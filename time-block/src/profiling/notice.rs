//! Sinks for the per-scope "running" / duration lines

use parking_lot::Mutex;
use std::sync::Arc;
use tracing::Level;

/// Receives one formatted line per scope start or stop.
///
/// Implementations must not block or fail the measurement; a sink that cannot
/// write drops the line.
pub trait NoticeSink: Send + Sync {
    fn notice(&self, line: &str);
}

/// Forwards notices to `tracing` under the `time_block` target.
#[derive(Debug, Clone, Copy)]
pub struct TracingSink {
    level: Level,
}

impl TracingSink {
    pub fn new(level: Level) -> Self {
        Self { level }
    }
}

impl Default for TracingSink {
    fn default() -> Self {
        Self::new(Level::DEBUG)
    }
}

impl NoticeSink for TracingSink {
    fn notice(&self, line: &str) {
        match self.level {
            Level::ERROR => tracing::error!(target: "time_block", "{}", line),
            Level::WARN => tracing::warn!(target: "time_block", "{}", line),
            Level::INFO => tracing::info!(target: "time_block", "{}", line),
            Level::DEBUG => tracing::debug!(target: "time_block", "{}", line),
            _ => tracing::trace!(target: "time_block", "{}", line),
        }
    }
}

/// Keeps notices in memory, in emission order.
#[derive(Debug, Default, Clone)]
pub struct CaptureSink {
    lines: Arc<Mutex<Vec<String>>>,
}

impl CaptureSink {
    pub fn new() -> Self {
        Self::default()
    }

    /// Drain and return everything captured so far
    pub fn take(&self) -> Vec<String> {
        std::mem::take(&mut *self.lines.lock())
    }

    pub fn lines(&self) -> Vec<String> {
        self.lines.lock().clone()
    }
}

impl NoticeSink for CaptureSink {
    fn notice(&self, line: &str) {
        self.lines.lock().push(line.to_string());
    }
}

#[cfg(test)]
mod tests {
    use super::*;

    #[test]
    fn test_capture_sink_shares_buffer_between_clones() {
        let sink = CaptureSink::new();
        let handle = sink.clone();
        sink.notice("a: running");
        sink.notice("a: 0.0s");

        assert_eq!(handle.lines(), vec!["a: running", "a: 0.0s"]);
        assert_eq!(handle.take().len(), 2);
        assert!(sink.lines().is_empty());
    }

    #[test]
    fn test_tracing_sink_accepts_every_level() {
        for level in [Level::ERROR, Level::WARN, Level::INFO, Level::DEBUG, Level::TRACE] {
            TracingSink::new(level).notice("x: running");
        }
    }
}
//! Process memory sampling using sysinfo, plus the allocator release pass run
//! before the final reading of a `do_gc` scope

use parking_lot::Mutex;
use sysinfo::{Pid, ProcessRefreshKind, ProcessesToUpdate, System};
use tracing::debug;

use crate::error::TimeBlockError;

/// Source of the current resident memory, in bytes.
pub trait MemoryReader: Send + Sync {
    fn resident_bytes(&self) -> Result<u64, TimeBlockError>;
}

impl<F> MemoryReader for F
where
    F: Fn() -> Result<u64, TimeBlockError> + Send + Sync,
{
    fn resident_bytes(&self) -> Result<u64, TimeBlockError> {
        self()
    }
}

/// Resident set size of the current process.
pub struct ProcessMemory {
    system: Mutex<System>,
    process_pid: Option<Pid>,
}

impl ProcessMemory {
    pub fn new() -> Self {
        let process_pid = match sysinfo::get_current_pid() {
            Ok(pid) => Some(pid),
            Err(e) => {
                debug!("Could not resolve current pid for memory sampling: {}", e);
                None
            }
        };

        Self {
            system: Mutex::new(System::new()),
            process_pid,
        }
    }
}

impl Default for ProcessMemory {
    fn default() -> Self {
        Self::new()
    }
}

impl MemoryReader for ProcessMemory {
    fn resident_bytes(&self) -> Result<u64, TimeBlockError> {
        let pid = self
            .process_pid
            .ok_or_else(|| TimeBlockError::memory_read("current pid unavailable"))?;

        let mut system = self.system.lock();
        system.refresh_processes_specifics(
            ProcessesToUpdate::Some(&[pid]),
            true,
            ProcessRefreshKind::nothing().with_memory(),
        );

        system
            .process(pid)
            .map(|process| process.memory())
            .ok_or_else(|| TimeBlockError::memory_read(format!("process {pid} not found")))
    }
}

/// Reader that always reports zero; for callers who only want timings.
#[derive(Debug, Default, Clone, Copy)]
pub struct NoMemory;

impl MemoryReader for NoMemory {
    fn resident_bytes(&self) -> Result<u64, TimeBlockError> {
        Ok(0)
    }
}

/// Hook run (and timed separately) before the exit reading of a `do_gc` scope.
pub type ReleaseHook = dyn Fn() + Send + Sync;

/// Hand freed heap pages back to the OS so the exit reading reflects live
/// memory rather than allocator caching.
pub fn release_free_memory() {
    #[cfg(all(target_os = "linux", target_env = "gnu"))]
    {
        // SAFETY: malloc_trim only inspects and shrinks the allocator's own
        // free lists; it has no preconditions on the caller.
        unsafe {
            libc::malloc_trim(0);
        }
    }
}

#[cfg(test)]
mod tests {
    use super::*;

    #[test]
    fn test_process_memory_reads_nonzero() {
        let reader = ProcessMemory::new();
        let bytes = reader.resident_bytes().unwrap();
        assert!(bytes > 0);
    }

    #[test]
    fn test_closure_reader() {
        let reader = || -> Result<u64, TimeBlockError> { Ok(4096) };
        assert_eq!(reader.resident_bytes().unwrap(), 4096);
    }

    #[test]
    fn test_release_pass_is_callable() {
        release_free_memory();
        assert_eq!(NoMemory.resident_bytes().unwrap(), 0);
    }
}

# # # #

- Task objective:
Work out how many lines of the listing contain the string "Mutex". Please reply with the number only.

- Output:
5